Asassfeh Ayham, Zughul Ramy
General Practice, Ibn Al Haytham Hospital, Amman, JOR.
Critical Care Medicine, University of Michigan, Lansing, USA.
Cureus. 2025 Mar 11;17(3):e80427. doi: 10.7759/cureus.80427. eCollection 2025 Mar.

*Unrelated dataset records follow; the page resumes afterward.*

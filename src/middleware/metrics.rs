//! Prometheus metrics for the identity service.
//!
//! Exposes a standard `/metrics` endpoint that Prometheus can scrape.
//! The gate updates the decision counter on every protected request via
//! `record_decision()`.

use once_cell::sync::Lazy;
use prometheus::{opts, register_counter_vec, CounterVec, Encoder, TextEncoder};

use super::gate::{Operation, Outcome};

/// Registered once in the global default registry.
static GATE_DECISIONS: Lazy<Option<CounterVec>> = Lazy::new(|| {
    match register_counter_vec!(
        opts!(
            "identity_gate_decisions_total",
            "Authorization gate decisions by operation and outcome"
        ),
        &["operation", "outcome"]
    ) {
        Ok(counter) => Some(counter),
        Err(e) => {
            tracing::error!("failed to register identity_gate_decisions_total: {}", e);
            None
        }
    }
});

pub fn record_decision(operation: Operation, outcome: &Outcome) {
    if let Some(counter) = GATE_DECISIONS.as_ref() {
        counter
            .with_label_values(&[operation.as_str(), outcome.label()])
            .inc();
    }
}

/// Encode all registered metrics as Prometheus text format.
/// Called by the `/metrics` HTTP handler.
pub fn encode_metrics() -> String {
    let encoder = TextEncoder::new();
    let metric_families = prometheus::gather();
    let mut buffer = Vec::new();
    encoder.encode(&metric_families, &mut buffer).unwrap_or_default();
    String::from_utf8(buffer).unwrap_or_default()
}

#[cfg(test)]
mod tests {
    use super::*;

    fn decision_count(operation: Operation, outcome_label: &str) -> u64 {
        GATE_DECISIONS
            .as_ref()
            .map(|c| c.with_label_values(&[operation.as_str(), outcome_label]).get() as u64)
            .unwrap_or(0)
    }

    #[test]
    fn test_encode_metrics_returns_valid_text() {
        let output = encode_metrics();
        assert!(output.is_ascii() || output.is_empty());
    }

    #[test]
    fn test_record_decision_increments_counter() {
        let before = decision_count(Operation::DeleteTemplate, "forbidden");
        record_decision(Operation::DeleteTemplate, &Outcome::Forbidden);
        record_decision(Operation::DeleteTemplate, &Outcome::Forbidden);
        assert!(decision_count(Operation::DeleteTemplate, "forbidden") >= before + 2);

        let text = encode_metrics();
        assert!(text.contains("identity_gate_decisions_total"));
        assert!(text.contains("operation=\"delete_template\""));
    }
}
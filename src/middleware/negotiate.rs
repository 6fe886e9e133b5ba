//! JSON/XML representation handling.
//!
//! The representation of a response is chosen from `Accept`, then
//! `Content-Type`, then defaults to JSON. Request bodies are parsed by their
//! own `Content-Type`; an XML body carries its fields as attributes of the
//! root element.

use std::collections::HashMap;
use std::convert::Infallible;

use axum::body::{Body, Bytes};
use axum::extract::{FromRequest, FromRequestParts, Request};
use axum::http::header::{ACCEPT, CONTENT_LENGTH, CONTENT_TYPE};
use axum::http::request::Parts;
use axum::http::{HeaderMap, HeaderValue, StatusCode};
use axum::middleware::Next;
use axum::response::{IntoResponse, Response};
use quick_xml::events::{BytesDecl, BytesText, Event};
use quick_xml::{Reader, Writer};
use serde::de::DeserializeOwned;

use crate::errors::{AppError, Fault};

pub const XML_NAMESPACE: &str = "http://docs.openstack.org/identity/api/v2.0";

const APPLICATION_XML: &str = "application/xml";
const APPLICATION_JSON: &str = "application/json";

#[derive(Debug, Clone, Copy, PartialEq, Eq, Default)]
pub enum Representation {
    #[default]
    Json,
    Xml,
}

impl Representation {
    pub fn from_headers(headers: &HeaderMap) -> Self {
        let header = |name| {
            headers
                .get(name)
                .and_then(|v| v.to_str().ok())
                .map(str::to_ascii_lowercase)
                .unwrap_or_default()
        };

        let accept = header(ACCEPT);
        if accept.contains(APPLICATION_XML) {
            return Representation::Xml;
        }
        if accept.contains(APPLICATION_JSON) {
            return Representation::Json;
        }
        if header(CONTENT_TYPE).contains(APPLICATION_XML) {
            return Representation::Xml;
        }
        Representation::Json
    }

    pub fn content_type(&self) -> &'static str {
        match self {
            Representation::Json => APPLICATION_JSON,
            Representation::Xml => APPLICATION_XML,
        }
    }
}

#[axum::async_trait]
impl<S: Send + Sync> FromRequestParts<S> for Representation {
    type Rejection = Infallible;

    async fn from_request_parts(parts: &mut Parts, _state: &S) -> Result<Self, Self::Rejection> {
        Ok(Representation::from_headers(&parts.headers))
    }
}

/// A document that knows how to write itself as an XML element.
pub trait XmlDocument {
    fn write_xml(&self, writer: &mut Writer<Vec<u8>>) -> quick_xml::Result<()>;
}

/// Serialize `doc` with an XML declaration in front.
pub fn to_xml<D: XmlDocument + ?Sized>(doc: &D) -> quick_xml::Result<Vec<u8>> {
    let mut writer = Writer::new(Vec::new());
    writer.write_event(Event::Decl(BytesDecl::new("1.0", Some("UTF-8"), None)))?;
    doc.write_xml(&mut writer)?;
    Ok(writer.into_inner())
}

pub fn xml_response(status: StatusCode, body: Vec<u8>) -> Response {
    (
        status,
        [(CONTENT_TYPE, HeaderValue::from_static(APPLICATION_XML))],
        body,
    )
        .into_response()
}

impl XmlDocument for Fault {
    fn write_xml(&self, writer: &mut Writer<Vec<u8>>) -> quick_xml::Result<()> {
        let code = self.code.to_string();
        writer
            .create_element(self.root)
            .with_attribute(("xmlns", XML_NAMESPACE))
            .with_attribute(("code", code.as_str()))
            .write_inner_content(|w| {
                w.create_element("message")
                    .write_text_content(BytesText::new(&self.message))?;
                Ok::<(), quick_xml::Error>(())
            })?;
        Ok(())
    }
}

/// Re-render error responses as XML faults when the client asked for XML.
/// Errors are produced as JSON by `AppError`; the fault travels in the
/// response extensions.
pub async fn render_faults(req: Request, next: Next) -> Response {
    let representation = Representation::from_headers(req.headers());
    let response = next.run(req).await;
    if representation != Representation::Xml {
        return response;
    }
    let Some(fault) = response.extensions().get::<Fault>().cloned() else {
        return response;
    };

    match to_xml(&fault) {
        Ok(xml) => {
            let (mut parts, _) = response.into_parts();
            parts.headers.remove(CONTENT_LENGTH);
            parts
                .headers
                .insert(CONTENT_TYPE, HeaderValue::from_static(APPLICATION_XML));
            Response::from_parts(parts, Body::from(xml))
        }
        Err(e) => {
            tracing::error!("failed to render XML fault: {}", e);
            response
        }
    }
}

/// A request document built from the attributes of an XML root element.
pub trait FromXml: Sized {
    fn from_xml(root: &str, attributes: &HashMap<String, String>) -> Result<Self, AppError>;
}

/// Name and attributes of the root element of `xml`. Namespace
/// declarations are dropped.
pub fn root_attributes(xml: &str) -> Result<(String, HashMap<String, String>), AppError> {
    let mut reader = Reader::from_str(xml);
    reader.trim_text(true);

    loop {
        match reader.read_event().map_err(malformed)? {
            Event::Start(element) | Event::Empty(element) => {
                let root = String::from_utf8_lossy(element.local_name().as_ref()).into_owned();
                let mut attributes = HashMap::new();
                for attr in element.attributes() {
                    let attr = attr.map_err(malformed)?;
                    let key = attr.key.as_ref();
                    if key == b"xmlns" || key.starts_with(b"xmlns:") {
                        continue;
                    }
                    let name = String::from_utf8_lossy(attr.key.local_name().as_ref()).into_owned();
                    let value = attr.unescape_value().map_err(malformed)?;
                    attributes.insert(name, value.into_owned());
                }
                return Ok((root, attributes));
            }
            Event::Eof => return Err(AppError::BadRequest("empty XML document".into())),
            _ => continue,
        }
    }
}

fn malformed(e: impl std::fmt::Display) -> AppError {
    AppError::BadRequest(format!("malformed XML: {}", e))
}

/// Body extractor accepting either JSON or XML, by `Content-Type`.
pub struct Payload<T>(pub T);

#[axum::async_trait]
impl<S, T> FromRequest<S> for Payload<T>
where
    S: Send + Sync,
    T: DeserializeOwned + FromXml,
{
    type Rejection = AppError;

    async fn from_request(req: Request, state: &S) -> Result<Self, Self::Rejection> {
        let is_xml = req
            .headers()
            .get(CONTENT_TYPE)
            .and_then(|v| v.to_str().ok())
            .map(|v| v.to_ascii_lowercase().contains("xml"))
            .unwrap_or(false);

        let body = Bytes::from_request(req, state)
            .await
            .map_err(|e| AppError::BadRequest(format!("unreadable body: {}", e)))?;

        if is_xml {
            let text = std::str::from_utf8(&body)
                .map_err(|_| AppError::BadRequest("XML body is not UTF-8".into()))?;
            let (root, attributes) = root_attributes(text)?;
            return T::from_xml(&root, &attributes).map(Payload);
        }

        serde_json::from_slice(&body)
            .map(Payload)
            .map_err(|e| AppError::BadRequest(format!("invalid JSON body: {}", e)))
    }
}
//! Authorization Gate.
//!
//! One middleware in front of every protected route. It classifies the
//! `X-Auth-Token` credential and maps the result to an outcome with the same
//! table for every operation:
//!
//! | TokenState   | Outcome      | Status |
//! |--------------|--------------|--------|
//! | Valid        | Allowed      | (handler runs) |
//! | Disabled     | Forbidden    | 403 |
//! | Expired      | Forbidden    | 403 |
//! | Missing      | Unauthorized | 401 |
//! | Unrecognized | NotFound     | 404 |
//!
//! A store that cannot be reached is `ServiceUnavailable` (503) and any other
//! store failure is `InternalFault` (500); neither is ever reported as a
//! denial.

use axum::extract::{Request, State};
use axum::middleware::Next;
use axum::response::{IntoResponse, Response};

use super::metrics;
use super::validator::{credential_from_headers, Principal, TokenState, TokenValidator};
use crate::errors::AppError;
use crate::models::token::mask;
use crate::store::StoreError;

/// The protected operation a route performs. Used for logs and metrics.
#[derive(Debug, Clone, Copy, PartialEq, Eq)]
pub enum Operation {
    ListTemplates,
    GetTemplate,
    CreateTemplate,
    UpdateTemplate,
    DeleteTemplate,
    ListEndpoints,
    CreateEndpoint,
    DeleteEndpoint,
    RevokeToken,
    CreateTenant,
    GetTenant,
    DeleteTenant,
    CreateUser,
    DeleteUser,
    SetUserEnabled,
}

impl Operation {
    pub fn as_str(&self) -> &'static str {
        match self {
            Operation::ListTemplates => "list_templates",
            Operation::GetTemplate => "get_template",
            Operation::CreateTemplate => "create_template",
            Operation::UpdateTemplate => "update_template",
            Operation::DeleteTemplate => "delete_template",
            Operation::ListEndpoints => "list_endpoints",
            Operation::CreateEndpoint => "create_endpoint",
            Operation::DeleteEndpoint => "delete_endpoint",
            Operation::RevokeToken => "revoke_token",
            Operation::CreateTenant => "create_tenant",
            Operation::GetTenant => "get_tenant",
            Operation::DeleteTenant => "delete_tenant",
            Operation::CreateUser => "create_user",
            Operation::DeleteUser => "delete_user",
            Operation::SetUserEnabled => "set_user_enabled",
        }
    }
}

impl std::fmt::Display for Operation {
    fn fmt(&self, f: &mut std::fmt::Formatter<'_>) -> std::fmt::Result {
        f.write_str(self.as_str())
    }
}

#[derive(Debug, Clone, PartialEq, Eq)]
pub enum Outcome {
    Allowed(Principal),
    Forbidden,
    Unauthorized,
    NotFound,
    InternalFault,
    ServiceUnavailable,
}

impl Outcome {
    /// The fixed TokenState → Outcome table. Independent of the operation.
    pub fn from_state(state: TokenState) -> Self {
        match state {
            TokenState::Valid(principal) => Outcome::Allowed(principal),
            TokenState::Disabled | TokenState::Expired => Outcome::Forbidden,
            TokenState::Missing => Outcome::Unauthorized,
            TokenState::Unrecognized => Outcome::NotFound,
        }
    }

    fn from_store_error(e: &StoreError) -> Self {
        match e {
            StoreError::Unavailable(_) => Outcome::ServiceUnavailable,
            _ => Outcome::InternalFault,
        }
    }

    pub fn label(&self) -> &'static str {
        match self {
            Outcome::Allowed(_) => "allowed",
            Outcome::Forbidden => "forbidden",
            Outcome::Unauthorized => "unauthorized",
            Outcome::NotFound => "not_found",
            Outcome::InternalFault => "internal_fault",
            Outcome::ServiceUnavailable => "service_unavailable",
        }
    }

    /// The principal on `Allowed`, otherwise the error the caller sees.
    pub fn into_result(self) -> Result<Principal, AppError> {
        match self {
            Outcome::Allowed(principal) => Ok(principal),
            Outcome::Forbidden => Err(AppError::Forbidden(
                "token is expired or disabled".into(),
            )),
            Outcome::Unauthorized => Err(AppError::Unauthorized(
                "X-Auth-Token header is required".into(),
            )),
            Outcome::NotFound => Err(AppError::NotFound("token not found".into())),
            Outcome::InternalFault => Err(AppError::Internal(anyhow::anyhow!(
                "token validation failed"
            ))),
            Outcome::ServiceUnavailable => Err(AppError::Unavailable(
                "token store unreachable".into(),
            )),
        }
    }
}

/// Decide whether `credential` may perform `operation`.
pub async fn authorize(
    validator: &TokenValidator,
    credential: Option<&str>,
    operation: Operation,
) -> Outcome {
    let outcome = match validator.validate(credential).await {
        Ok(state) => Outcome::from_state(state),
        Err(e) => {
            tracing::error!(operation = %operation, "token validation failed: {}", e);
            Outcome::from_store_error(&e)
        }
    };

    let shown = credential.map(mask).unwrap_or_default();
    match &outcome {
        Outcome::Allowed(principal) => tracing::debug!(
            operation = %operation,
            user_id = %principal.user_id,
            "gate: allowed"
        ),
        Outcome::InternalFault | Outcome::ServiceUnavailable => {}
        denied => tracing::warn!(
            operation = %operation,
            token = %shown,
            outcome = denied.label(),
            "gate: denied"
        ),
    }

    metrics::record_decision(operation, &outcome);
    outcome
}

/// Middleware form of [`authorize`]. Mount per route with
/// `from_fn_with_state((validator, Operation::X), require_token)`.
/// On success the `Principal` is available to the handler as an extension.
pub async fn require_token(
    State((validator, operation)): State<(TokenValidator, Operation)>,
    mut req: Request,
    next: Next,
) -> Response {
    let credential = credential_from_headers(req.headers());
    let principal = match authorize(&validator, credential.as_deref(), operation)
        .await
        .into_result()
    {
        Ok(principal) => principal,
        Err(e) => return e.into_response(),
    };

    req.extensions_mut().insert(principal);
    let response = next.run(req).await;
    if response.status().is_server_error() {
        tracing::error!(
            operation = %operation,
            status = response.status().as_u16(),
            "resource operation failed"
        );
    }
    response
}
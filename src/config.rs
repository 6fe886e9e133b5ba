use std::path::PathBuf;

#[derive(Debug, Clone)]
pub struct Config {
    pub port: u16,
    /// When unset the in-memory store is used.
    pub database_url: Option<String>,
    /// YAML seed applied at startup. See `store::seed`.
    pub seed_file: Option<PathBuf>,
    /// Lifetime of tokens issued by `POST /v2.0/tokens`.
    pub token_ttl_secs: i64,
    /// How long an expired token is kept before the cleanup job destroys it.
    /// Until then it still classifies as expired rather than unrecognized.
    pub token_retention_secs: i64,
    pub cleanup_interval_secs: u64,
    pub log_json: bool,
    /// Refuse to serve from a store that does not survive restarts.
    pub production: bool,
}

impl Default for Config {
    fn default() -> Self {
        Self {
            port: 8081,
            database_url: None,
            seed_file: None,
            token_ttl_secs: 86_400,
            token_retention_secs: 604_800,
            cleanup_interval_secs: 3_600,
            log_json: false,
            production: false,
        }
    }
}

/// Upper bound for lifetime settings: one hundred years.
pub const MAX_LIFETIME_SECS: i64 = 100 * 365 * 86_400;

/// A lifetime in seconds as a duration, or `None` when it is not positive
/// or exceeds [`MAX_LIFETIME_SECS`].
pub fn lifetime(secs: i64) -> Option<chrono::Duration> {
    if secs <= 0 || secs > MAX_LIFETIME_SECS {
        return None;
    }
    chrono::Duration::try_seconds(secs)
}

impl Config {
    pub fn token_ttl(&self) -> chrono::Duration {
        lifetime(self.token_ttl_secs)
            .unwrap_or_else(|| chrono::Duration::seconds(Config::default().token_ttl_secs))
    }

    pub fn token_retention(&self) -> chrono::Duration {
        lifetime(self.token_retention_secs)
            .unwrap_or_else(|| chrono::Duration::seconds(Config::default().token_retention_secs))
    }
}

pub fn load() -> anyhow::Result<Config> {
    dotenvy::dotenv().ok();
    let defaults = Config::default();

    let env_mode = std::env::var("IDENTITY_ENV")
        .or_else(|_| std::env::var("RUST_ENV"))
        .unwrap_or_default();

    Ok(Config {
        port: parsed("IDENTITY_PORT", defaults.port),
        database_url: std::env::var("DATABASE_URL")
            .ok()
            .filter(|v| !v.trim().is_empty()),
        seed_file: std::env::var("IDENTITY_SEED_FILE")
            .ok()
            .filter(|v| !v.trim().is_empty())
            .map(PathBuf::from),
        token_ttl_secs: parsed_lifetime("IDENTITY_TOKEN_TTL_SECS", defaults.token_ttl_secs),
        token_retention_secs: parsed_lifetime(
            "IDENTITY_TOKEN_RETENTION_SECS",
            defaults.token_retention_secs,
        ),
        cleanup_interval_secs: parsed(
            "IDENTITY_CLEANUP_INTERVAL_SECS",
            defaults.cleanup_interval_secs,
        ),
        log_json: std::env::var("IDENTITY_LOG_FORMAT")
            .map(|v| v.eq_ignore_ascii_case("json"))
            .unwrap_or(false),
        production: env_mode == "production",
    })
}

/// Malformed values fall back to the default.
fn parsed<T: std::str::FromStr>(var: &str, default: T) -> T {
    std::env::var(var)
        .ok()
        .and_then(|v| v.trim().parse().ok())
        .unwrap_or(default)
}

/// Like [`parsed`], but out-of-range lifetimes also fall back.
fn parsed_lifetime(var: &str, default: i64) -> i64 {
    Some(parsed(var, default))
        .filter(|secs| lifetime(*secs).is_some())
        .unwrap_or(default)
}
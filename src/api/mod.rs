use std::sync::Arc;
use std::time::Duration;

use axum::{
    extract::{DefaultBodyLimit, Request, State},
    handler::Handler,
    http::{header, HeaderValue, StatusCode},
    middleware::{self, Next},
    response::{IntoResponse, Response},
    routing::{delete, get, post, put},
    Router,
};
use tower_http::timeout::TimeoutLayer;
use tower_http::trace::TraceLayer;

use crate::errors::AppError;
use crate::middleware::gate::{self, Operation};
use crate::middleware::{metrics, negotiate};
use crate::AppState;

pub mod handlers;
pub mod identity;
pub mod wire;

/// Request bodies are small documents; anything larger is refused.
const MAX_BODY_BYTES: usize = 64 * 1024;

const REQUEST_TIMEOUT: Duration = Duration::from_secs(30);

/// Build the full service router: the identity API under `/v2.0` plus the
/// ungated operational routes.
pub fn router(state: Arc<AppState>) -> Router {
    Router::new()
        .nest("/v2.0", api_router(&state))
        .route("/healthz", get(liveness_check))
        .route("/readyz", get(readiness_check))
        .route("/metrics", get(metrics_handler))
        .fallback(fallback_404)
        .layer(middleware::from_fn(negotiate::render_faults))
        .layer(DefaultBodyLimit::max(MAX_BODY_BYTES))
        .layer(TimeoutLayer::new(REQUEST_TIMEOUT))
        .layer(TraceLayer::new_for_http())
        .layer(middleware::from_fn(request_id_middleware))
        .layer(middleware::from_fn(security_headers_middleware))
        .with_state(state)
}

/// The identity API. Every route except `POST /tokens` passes through the
/// authorization gate, each under its own operation label.
fn api_router(state: &AppState) -> Router<Arc<AppState>> {
    let validator = state.validator.clone();
    let guard = move |operation: Operation| {
        middleware::from_fn_with_state((validator.clone(), operation), gate::require_token)
    };

    Router::new()
        .route("/tokens", post(identity::authenticate))
        .route(
            "/tokens/:id",
            delete(identity::revoke_token.layer(guard(Operation::RevokeToken))),
        )
        .route(
            "/endpointTemplates",
            get(handlers::list_templates.layer(guard(Operation::ListTemplates)))
                .post(handlers::create_template.layer(guard(Operation::CreateTemplate))),
        )
        .route(
            "/endpointTemplates/:id",
            get(handlers::get_template.layer(guard(Operation::GetTemplate)))
                .put(handlers::update_template.layer(guard(Operation::UpdateTemplate)))
                .delete(handlers::delete_template.layer(guard(Operation::DeleteTemplate))),
        )
        .route(
            "/tenants",
            post(identity::create_tenant.layer(guard(Operation::CreateTenant))),
        )
        .route(
            "/tenants/:tenant",
            get(identity::get_tenant.layer(guard(Operation::GetTenant)))
                .delete(identity::delete_tenant.layer(guard(Operation::DeleteTenant))),
        )
        .route(
            "/tenants/:tenant/endpoints",
            get(handlers::list_endpoints.layer(guard(Operation::ListEndpoints)))
                .post(handlers::create_endpoint.layer(guard(Operation::CreateEndpoint))),
        )
        .route(
            "/tenants/:tenant/endpoints/:id",
            delete(handlers::delete_endpoint.layer(guard(Operation::DeleteEndpoint))),
        )
        .route(
            "/users",
            post(identity::create_user.layer(guard(Operation::CreateUser))),
        )
        .route(
            "/users/:id",
            delete(identity::delete_user.layer(guard(Operation::DeleteUser))),
        )
        .route(
            "/users/:id/enabled",
            put(identity::set_user_enabled.layer(guard(Operation::SetUserEnabled))),
        )
}

async fn fallback_404() -> AppError {
    AppError::NotFound("no such resource".into())
}

async fn liveness_check() -> &'static str {
    "ok"
}

async fn readiness_check(State(state): State<Arc<AppState>>) -> Response {
    match state.store.health_check().await {
        Ok(()) => (StatusCode::OK, "ok").into_response(),
        Err(e) => {
            tracing::warn!(backend = state.store.backend_name(), "readiness check failed: {}", e);
            (StatusCode::SERVICE_UNAVAILABLE, "store unavailable").into_response()
        }
    }
}

async fn metrics_handler() -> impl IntoResponse {
    (
        [(
            header::CONTENT_TYPE,
            HeaderValue::from_static("text/plain; version=0.0.4"),
        )],
        metrics::encode_metrics(),
    )
}

/// Middleware: injects a unique X-Request-Id into every response.
/// This allows clients to correlate errors with service logs.
async fn request_id_middleware(req: Request, next: Next) -> Response {
    let req_id = uuid::Uuid::new_v4().to_string();
    let mut resp = next.run(req).await;
    if let Ok(val) = HeaderValue::from_str(&req_id) {
        resp.headers_mut().insert("x-request-id", val);
    }
    resp
}

/// Middleware: injects security headers into every response.
async fn security_headers_middleware(req: Request, next: Next) -> Response {
    let mut resp = next.run(req).await;
    let headers = resp.headers_mut();

    headers.insert(
        header::X_CONTENT_TYPE_OPTIONS,
        HeaderValue::from_static("nosniff"),
    );
    headers.insert(header::X_FRAME_OPTIONS, HeaderValue::from_static("DENY"));
    // Responses carry credentials and tenant data.
    headers.insert(header::CACHE_CONTROL, HeaderValue::from_static("no-store"));
    headers.insert(header::REFERRER_POLICY, HeaderValue::from_static("no-referrer"));

    resp
}
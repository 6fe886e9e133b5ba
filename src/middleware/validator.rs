//! Token Validator: classifies a presented credential.
//!
//! Evaluation order is fixed: Missing → Unrecognized → Disabled → Expired →
//! Valid. A credential must exist before its disablement or expiry is even
//! looked at, and disablement wins over expiry.

use std::sync::Arc;

use axum::http::HeaderMap;
use chrono::{DateTime, Utc};

use crate::models::directory::User;
use crate::models::token::Token;
use crate::store::{DirectoryStore, IdentityStore, StoreResult, TokenStore};

/// Request header carrying the credential.
pub const AUTH_TOKEN_HEADER: &str = "x-auth-token";

/// The resolved identity behind a valid token.
#[derive(Debug, Clone, PartialEq, Eq)]
pub struct Principal {
    pub user_id: String,
    pub tenant_id: Option<String>,
    pub token_id: String,
    pub expires_at: DateTime<Utc>,
}

/// Exactly one of these applies to a credential at evaluation time.
#[derive(Debug, Clone, PartialEq, Eq)]
pub enum TokenState {
    Valid(Principal),
    Expired,
    Disabled,
    Missing,
    Unrecognized,
}

impl TokenState {
    pub fn label(&self) -> &'static str {
        match self {
            TokenState::Valid(_) => "valid",
            TokenState::Expired => "expired",
            TokenState::Disabled => "disabled",
            TokenState::Missing => "missing",
            TokenState::Unrecognized => "unrecognized",
        }
    }
}

/// Pull the credential out of the request headers. Absent, empty and
/// whitespace-only values are all "no credential". A value that is not
/// valid header text is still a credential; it just will not match.
pub fn credential_from_headers(headers: &HeaderMap) -> Option<String> {
    let raw = headers.get(AUTH_TOKEN_HEADER)?;
    let value = match raw.to_str() {
        Ok(s) => s.trim().to_string(),
        Err(_) => String::from_utf8_lossy(raw.as_bytes()).trim().to_string(),
    };
    if value.is_empty() {
        None
    } else {
        Some(value)
    }
}

/// Classify a stored token. `owner` is the token's user as currently
/// stored, `None` if the user no longer exists.
pub fn classify(token: &Token, owner: Option<&User>, now: DateTime<Utc>) -> TokenState {
    let owner_enabled = owner.map(|u| u.enabled).unwrap_or(false);
    if token.revoked || !owner_enabled {
        return TokenState::Disabled;
    }
    if token.expires_at <= now {
        return TokenState::Expired;
    }
    TokenState::Valid(Principal {
        user_id: token.user_id.clone(),
        tenant_id: token.tenant_id.clone(),
        token_id: token.id.clone(),
        expires_at: token.expires_at,
    })
}

/// Read-only classification over the token store. Safe to run from any
/// number of requests in parallel.
#[derive(Clone)]
pub struct TokenValidator {
    store: Arc<dyn IdentityStore>,
}

impl TokenValidator {
    pub fn new(store: Arc<dyn IdentityStore>) -> Self {
        Self { store }
    }

    pub async fn validate(&self, credential: Option<&str>) -> StoreResult<TokenState> {
        self.validate_at(credential, Utc::now()).await
    }

    pub async fn validate_at(
        &self,
        credential: Option<&str>,
        now: DateTime<Utc>,
    ) -> StoreResult<TokenState> {
        let Some(credential) = credential.map(str::trim).filter(|c| !c.is_empty()) else {
            return Ok(TokenState::Missing);
        };

        let Some(token) = self.store.get_token(credential).await? else {
            return Ok(TokenState::Unrecognized);
        };

        let owner = self.store.get_user(&token.user_id).await?;
        Ok(classify(&token, owner.as_ref(), now))
    }
}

Ischemic colitis constitutes about half of mesenteric vasculopathies, and it shares a similar pathophysiologic process with acute and chronic mesenteric ischemia. These, in turn, can be divided into occlusive and nonocclusive mesenteric ischemia (NOMI). We present this case of a patient presenting with abdominal pain secondary to right-sided colitis, initially presumed to be infectious, but later attributed to localized NOMI. The correlation between localized NOMI, specifically right-sided colitis, and right ventricular (RV) failure has not been well described in the literature. NOMI, in general, is suspected to be secondary to splanchnic vasoconstriction, which results from sympathetic stimulation and renin-angiotensin-aldosterone system (RAAS) activation. Additionally, patients with RV failure have been shown to develop intestinal congestion due to elevated right atrial pressure (RAP), leading to bowel wall thickening and impaired mesenteric venous drainage, which may further contribute to ischemia. This mechanism suggests that both arterial hypoperfusion and venous congestion may play a role in the pathogenesis of right-sided ischemic colitis in RV failure. The predominance of ischemia in the right colon, rather than in classical watershed areas, may be attributed to preferential vasoconstriction of the superior mesenteric artery (SMA), which supplies the right colon, as well as localized venous congestion impairing mesenteric drainage in this region. Individual variability in vascular anatomy and autoregulatory responses could also contribute to this atypical presentation. This case highlights a potentially underrecognized association between RV dysfunction and right-sided ischemic colitis, emphasizing the interplay of low cardiac output, mesenteric hypoperfusion, and venous congestion. Given the absence of direct studies on this relationship, further research is needed to better understand its clinical significance.
缺血性结肠炎约占肠系膜血管病变的一半,其病理生理过程与急性和慢性肠系膜缺血相似。而急性和慢性肠系膜缺血又可分为闭塞性和非闭塞性肠系膜缺血(NOMI)。我们在此报告一例因右侧结肠炎继发腹痛的患者,最初推测为感染性病因,但后来归因于局限性NOMI。局限性NOMI,特别是右侧结肠炎与右心室(RV)衰竭之间的相关性在文献中尚未得到充分描述。一般认为,NOMI继发于内脏血管收缩,这是由交感神经刺激和肾素-血管紧张素-醛固酮系统(RAAS)激活所致。此外,已有研究表明,RV衰竭患者由于右心房压力(RAP)升高会出现肠道充血,导致肠壁增厚和肠系膜静脉引流受损,这可能进一步加重缺血。这种机制表明,动脉灌注不足和静脉充血可能在RV衰竭导致的右侧缺血性结肠炎发病机制中均起作用。右半结肠缺血而非典型分水岭区域缺血占优势,可能归因于供应右半结肠的肠系膜上动脉(SMA)的优先血管收缩,以及该区域局部静脉充血导致肠系膜引流受损。血管解剖结构和自身调节反应的个体差异也可能导致这种非典型表现。该病例突出了RV功能障碍与右侧缺血性结肠炎之间可能未被充分认识的关联,强调了低心输出量、肠系膜灌注不足和静脉充血之间的相互作用。鉴于缺乏关于这种关系的直接研究,需要进一步研究以更好地理解其临床意义。